What was the significance of NV schools?

  • Union government launched the Navodaya Vidyalayas (NVs) in the mid-1980s, they were presented as a major innovation in social policy in that they were intended to serve rural children.
  • They are run by Navodaya Vidyalaya Samiti, New Delhi, an autonomous organization under Ministry of Human Resource Development.
  • JNVs are fully residential and co-educational schools affiliated to Central Board of Secondary Education (CBSE), New Delhi, with classes from VI to XII standard.
  • JNVs are specifically tasked with finding talented children in rural areas of India and providing them with an education equivalent to the best residential school system, without regard to their families' socio-economic condition.
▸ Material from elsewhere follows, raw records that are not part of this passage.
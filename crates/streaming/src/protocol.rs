//! Presence payload types and the cleaning step applied to every upstream
//! response before it is cached.
//!
//! Upstream shape:
//!
//! ```json
//! { "entries": [ { "<dataset>": [ { "vesselId": "...", ... }, ... ] }, ... ] }
//! ```
//!
//! Anything that does not fit that shape (a missing `entries`, a dataset
//! value that is not an array, a record without an id) is skipped.

use std::collections::{BTreeMap, HashSet};
use std::fmt;

use serde::{Deserialize, Serialize};
use serde_json::Value;

/// Requested observation window; also the presence cache key.
#[derive(Debug, Clone, PartialEq, Eq, Hash, PartialOrd, Ord, Serialize, Deserialize)]
pub struct TimeWindow {
    pub start: String,
    pub end: String,
}

impl TimeWindow {
    pub fn new(start: impl Into<String>, end: impl Into<String>) -> Self {
        Self {
            start: start.into(),
            end: end.into(),
        }
    }

    /// `"<start>,<end>"`, the upstream `date-range` form.
    pub fn date_range(&self) -> String {
        format!("{},{}", self.start, self.end)
    }
}

impl fmt::Display for TimeWindow {
    fn fmt(&self, f: &mut fmt::Formatter<'_>) -> fmt::Result {
        write!(f, "{}..{}", self.start, self.end)
    }
}

pub const UNKNOWN: &str = "Unknown";

#[derive(Debug, Clone, PartialEq, Serialize, Deserialize)]
#[serde(rename_all = "camelCase")]
pub struct Vessel {
    pub id: String,
    pub name: String,
    pub flag: String,
    #[serde(default, skip_serializing_if = "Option::is_none")]
    pub hours: Option<f64>,
    #[serde(default, skip_serializing_if = "Option::is_none")]
    pub vessel_type: Option<String>,
    #[serde(default, skip_serializing_if = "Option::is_none")]
    pub mmsi: Option<String>,
}

/// Dataset key to vessels, each id at most once per dataset.
pub type DatasetGroups = BTreeMap<String, Vec<Vessel>>;

/// Non-empty string, or a number rendered as text.
fn text_field(record: &Value, field: &str) -> Option<String> {
    match record.get(field)? {
        Value::String(s) if !s.trim().is_empty() => Some(s.trim().to_string()),
        Value::Number(n) => Some(n.to_string()),
        _ => None,
    }
}

fn number_field(record: &Value, field: &str) -> Option<f64> {
    match record.get(field)? {
        Value::Number(n) => n.as_f64(),
        Value::String(s) => s.trim().parse::<f64>().ok().filter(|v| v.is_finite()),
        _ => None,
    }
}

impl Vessel {
    /// Normalize one raw upstream record. `None` when it has no vessel id.
    pub fn from_raw(record: &Value) -> Option<Self> {
        let id = text_field(record, "vesselId")?;
        let mmsi = text_field(record, "mmsi");
        let name = text_field(record, "shipName")
            .or_else(|| mmsi.clone())
            .unwrap_or_else(|| UNKNOWN.to_string());

        Some(Vessel {
            id,
            name,
            flag: text_field(record, "flag").unwrap_or_else(|| UNKNOWN.to_string()),
            hours: number_field(record, "hours"),
            vessel_type: text_field(record, "vesselType")
                .or_else(|| text_field(record, "geartype")),
            mmsi,
        })
    }
}

/// Group raw records by dataset, keeping the first record seen for each
/// vessel id within a dataset.
pub fn clean_response(payload: &Value) -> DatasetGroups {
    let mut groups = DatasetGroups::new();
    let mut seen: BTreeMap<String, HashSet<String>> = BTreeMap::new();

    let entries = payload
        .get("entries")
        .and_then(Value::as_array)
        .map(Vec::as_slice)
        .unwrap_or_default();

    for entry in entries {
        let Some(datasets) = entry.as_object() else {
            continue;
        };
        for (dataset, records) in datasets {
            let Some(records) = records.as_array() else {
                continue;
            };
            let vessels = groups.entry(dataset.clone()).or_default();
            let ids = seen.entry(dataset.clone()).or_default();
            for vessel in records.iter().filter_map(Vessel::from_raw) {
                if ids.insert(vessel.id.clone()) {
                    vessels.push(vessel);
                }
            }
        }
    }
    groups
}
How NV’s revolutionized rural education?

  • Enrolment to NV’s Grade 6 was based on an entrance test, with 80 per cent reservation for children belonging to villages located in a district.
  • NCERT conveyed its doubts about the reliability and validity of a selection procedure dependent on a test among 11-year olds.
  • The government went ahead and started setting up NVs across the country
  • NVs were promoted as “pace-setting” schools, implying that they would serve as a model for other schools in the district.
  • Soon after the scheme was launched, coaching centers sprang up in every district to help children succeed in the NV enrollment test.
  • NVs offered a congenial institutional ethos where policies could be showcased.
  • The implementation of the three-language formula in NVs included exchanging the entire Grade 9 cohort across linguistic regions for the entire session.
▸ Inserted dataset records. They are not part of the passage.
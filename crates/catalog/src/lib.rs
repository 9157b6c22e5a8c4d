//! Tabular dataset store: safe file resolution, loading, type-aware sorting
//! and numeric summaries over delimited report tables.

pub mod detail;
pub mod error;
pub mod sort;
pub mod store;
pub mod summary;

pub use detail::*;
pub use error::*;
pub use sort::*;
pub use store::*;
pub use summary::*;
What are critical administrative pitfalls in NV?  

  • NV’s facilities and funds were way ahead and they were not governed by the state directorate.
  • After a few years of inception, the NVs faced a big dilemma, should they serve as models of child-centered education in rural areas or prepare village children for national-level contests for seats in prestigious institutions of medicine and engineering.
  • A decade ago, the pressure to follow the latter route began to increase within the bureaucracy.
  • Proposals to provide coaching to the senior secondary level students were mooted.
  • NGOs like Dakshana were given permission to select children with the best potential and coach them.
  • Grilling the selected round the year without break bore fruit, exacerbating the familiar stress of exams on children and teachers.
  • From the beginning, NVs had emulated the urban public school model and there was little concern to develop a new vision for rural children.
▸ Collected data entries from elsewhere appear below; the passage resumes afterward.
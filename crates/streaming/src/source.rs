//! Upstream presence source seam and the cached service built on it.

use std::future::Future;
use std::pin::Pin;
use std::sync::Arc;
use std::time::Duration;

use foundation::Clock;
use serde_json::Value;

use crate::cache::{CoalesceError, Coalescer};
use crate::protocol::{DatasetGroups, TimeWindow, clean_response};
use crate::residency::Residency;

pub type BoxFuture<'a, T> = Pin<Box<dyn Future<Output = T> + Send + 'a>>;

#[derive(Debug, Clone, PartialEq, Eq, thiserror::Error)]
pub enum FetchError {
    /// Upstream answered with a non-success status.
    #[error("{service} error {status}: {body}")]
    Status {
        service: String,
        status: u16,
        body: String,
    },
    #[error("{service} request failed: {reason}")]
    Transport { service: String, reason: String },
    #[error("{service} returned an unreadable body: {reason}")]
    Decode { service: String, reason: String },
    /// The region boundary sent upstream could not be read.
    #[error("region boundary unavailable: {0}")]
    Region(String),
}

impl FetchError {
    /// Upstream HTTP status, when the failure carries one.
    pub fn status(&self) -> Option<u16> {
        match self {
            FetchError::Status { status, .. } => Some(*status),
            _ => None,
        }
    }
}

/// Something that can produce a raw presence report for a time window.
pub trait PresenceSource: Send + Sync {
    /// Short name used in logs and error messages.
    fn name(&self) -> &str;

    fn fetch<'a>(&'a self, window: &'a TimeWindow) -> BoxFuture<'a, Result<Value, FetchError>>;
}

pub type PresenceError = CoalesceError<FetchError>;

/// Presence reports per time window, cleaned once per fetch and cached.
#[derive(Clone)]
pub struct PresenceService {
    source: Arc<dyn PresenceSource>,
    cache: Coalescer<TimeWindow, Arc<DatasetGroups>, FetchError>,
}

impl PresenceService {
    pub fn new(source: Arc<dyn PresenceSource>, ttl: Duration) -> Self {
        Self {
            source,
            cache: Coalescer::new(ttl),
        }
    }

    pub fn with_clock(
        source: Arc<dyn PresenceSource>,
        ttl: Duration,
        clock: Arc<dyn Clock>,
    ) -> Self {
        Self {
            source,
            cache: Coalescer::with_clock(ttl, clock),
        }
    }

    pub fn source_name(&self) -> &str {
        self.source.name()
    }

    pub async fn vessels(&self, window: TimeWindow) -> Result<Arc<DatasetGroups>, PresenceError> {
        let source = Arc::clone(&self.source);
        let request = window.clone();
        self.cache
            .get(window, move || async move {
                let payload = source.fetch(&request).await?;
                Ok(Arc::new(clean_response(&payload)))
            })
            .await
    }

    pub fn state(&self, window: &TimeWindow) -> Residency {
        self.cache.state(window)
    }
}

#[cfg(test)]
mod tests {
    use std::sync::Arc;
    use std::sync::atomic::{AtomicUsize, Ordering};
    use std::time::Duration;

    use foundation::ManualClock;
    use serde_json::{Value, json};

    use super::{BoxFuture, FetchError, PresenceError, PresenceService, PresenceSource};
    use crate::protocol::TimeWindow;
    use crate::residency::Residency;

    struct ScriptedSource {
        calls: AtomicUsize,
        fail_with: Option<u16>,
    }

    impl PresenceSource for ScriptedSource {
        fn name(&self) -> &str {
            "scripted"
        }

        fn fetch<'a>(&'a self, window: &'a TimeWindow) -> BoxFuture<'a, Result<Value, FetchError>> {
            Box::pin(async move {
                self.calls.fetch_add(1, Ordering::SeqCst);
                if let Some(status) = self.fail_with {
                    return Err(FetchError::Status {
                        service: "GFW".into(),
                        status,
                        body: "nope".into(),
                    });
                }
                Ok(json!({
                    "entries": [{ "ds": [
                        { "vesselId": window.start.clone() },
                        { "vesselId": window.start.clone() }
                    ]}]
                }))
            })
        }
    }

    fn service(fail_with: Option<u16>) -> (Arc<ScriptedSource>, PresenceService) {
        let source = Arc::new(ScriptedSource {
            calls: AtomicUsize::new(0),
            fail_with,
        });
        let clock = Arc::new(ManualClock::new(0));
        let svc = PresenceService::with_clock(source.clone(), Duration::from_secs(300), clock);
        (source, svc)
    }

    #[tokio::test]
    async fn cleans_and_caches_per_window() {
        let (source, svc) = service(None);
        let jan = TimeWindow::new("2024-01-01", "2024-01-31");

        let first = svc.vessels(jan.clone()).await.unwrap();
        let second = svc.vessels(jan.clone()).await.unwrap();
        assert!(Arc::ptr_eq(&first, &second));
        assert_eq!(first["ds"].len(), 1);
        assert_eq!(first["ds"][0].id, "2024-01-01");
        assert_eq!(source.calls.load(Ordering::SeqCst), 1);
        assert_eq!(svc.state(&jan), Residency::Fresh);

        svc.vessels(TimeWindow::new("2024-02-01", "2024-02-28"))
            .await
            .unwrap();
        assert_eq!(source.calls.load(Ordering::SeqCst), 2);
    }

    #[tokio::test]
    async fn upstream_status_is_surfaced() {
        let (_, svc) = service(Some(401));
        let err = svc
            .vessels(TimeWindow::new("2024-01-01", "2024-01-02"))
            .await
            .unwrap_err();
        let PresenceError::Fetch(inner) = &err else {
            panic!("expected fetch error, got {err:?}");
        };
        assert_eq!(inner.status(), Some(401));
        assert_eq!(err.to_string(), "GFW error 401: nope");
    }
}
What are the consequences of this?

  • The one-size fits-all template of secondary education in India has exacerbated the pressures that adolescents routinely face and feel, leading many to feel lonely, depressive and suicidal.
  • Suicides before and after higher secondary exams are reported every year across India, coaching institutions have also joined this trend.
  •  In the NV case, nearly half of the reported 49 cases over the last five years are from marginalized groups.
  • The administration places the blame on teachers who are themselves overburdened, the absence of trained counsellors adds to the problem.
  • Most schools justify putting children under pressure by referring to parental pressures.
  • The recent reports about suicides in NVs demonstrate that they no longer exemplify the search for an alternative.